- Citizenship: American
- Education: University of Wisconsin-Madison; University of Alabama at Birmingham; University of Michigan;
- Known for: Health administration, Patient safety
- Awards: Distinguished Alumni Award, University of Michigan; Fellow AAN;
- Scientific career
- Fields: Nursing
- Workplaces: University of Minnesota;
- Thesis: (1985)
- Website: www.linkedin.com/in/joanne-disch-rn-phd-faan-45409a7b/

= Joanne Disch =

Joanne Disch is an American professor ad honorem of nursing at University of Minnesota School of Nursing. She is best known for her contributions improving patient safety, health administration, and nurse-physician relationships.

As an advocate for patient safety, Disch has testified before Congress sharing both large-scale data and compelling case studies.

== Education ==
Disch earned her BS in nursing at the University of Wisconsin–Madison in 1968, in 1976, she earned an MS in nursing at University of Alabama at Birmingham, and her doctorate in 1985 from University of Michigan.

== Career ==
She started her career as a staff nurse in cardiovascular intensive care and she has served as a chief nurse executive in two major medical centers. She has co-authored the award-winning text "Person and Family Centered Care".

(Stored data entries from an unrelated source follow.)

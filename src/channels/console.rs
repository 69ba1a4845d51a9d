//! Console sink for the interactive bridge.

use async_trait::async_trait;

use crate::error::SinkError;
use crate::sink::{EventSink, SessionEvent};

/// Prints session events to stdout.
pub struct ConsoleSink;

#[async_trait]
impl EventSink for ConsoleSink {
    async fn deliver(&self, event: SessionEvent) -> Result<(), SinkError> {
        match event {
            SessionEvent::Text(content) => println!("{content}"),
            SessionEvent::ToolUse(content) => {
                for line in content.lines() {
                    println!("  [tool] {line}");
                }
            }
            SessionEvent::Waiting => println!("-- waiting for input --"),
            SessionEvent::Heartbeat => println!("-- still working --"),
            SessionEvent::Error(message) => eprintln!("error: {message}"),
        }
        Ok(())
    }
}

Disch was named as the Katherine R. and C. Walton Lillehei Chair in Nursing Leadership in 2000 at the University of Minnesota School of Nursing. In 2000–2012, Disch was the director of the University of Minnesota's Densford International Center for Nursing Leadership, part of the School of Nursing.

Disch is a Fellow of the American Academy of Nursing, an organization for which she served as president from 2011 to 2013. In 2018, she was named a Living Legend, nursing's highest honor. She has also served as president of the American Association of Critical-Care Nurses and as board member and chair of the national board of AARP where she led organization through a major restructuring.

In 2016, Disch was elected chair of the board of directors of Aurora Health Care, a not for profit health-care system headquartered in Milwaukee. In 2018, Disch was elected chair of the board of directors after the merger of Aurora Health Care and Advocate Healthcare, the largest healthcare provider in Illinois. The joint healthcare system is the 10th largest in the United States. In September 2019, she was succeeded by John Daniels Jr. as chair of Advocate Aurora board.

Currently, Disch serves as chair of the Chamberlain University Board of Trustees.

== Awards ==

- President's Award from the American Academy of Nursing
- Marguerite Rodgers Kinney Award for a Distinguished Career from the American Association of Critical-Care Nurses
- Distinguished Alumna Award from the University of Wisconsin, Madison
- Distinguished Alumna awards from the University of Alabama at Birmingham, and the University of Michigan.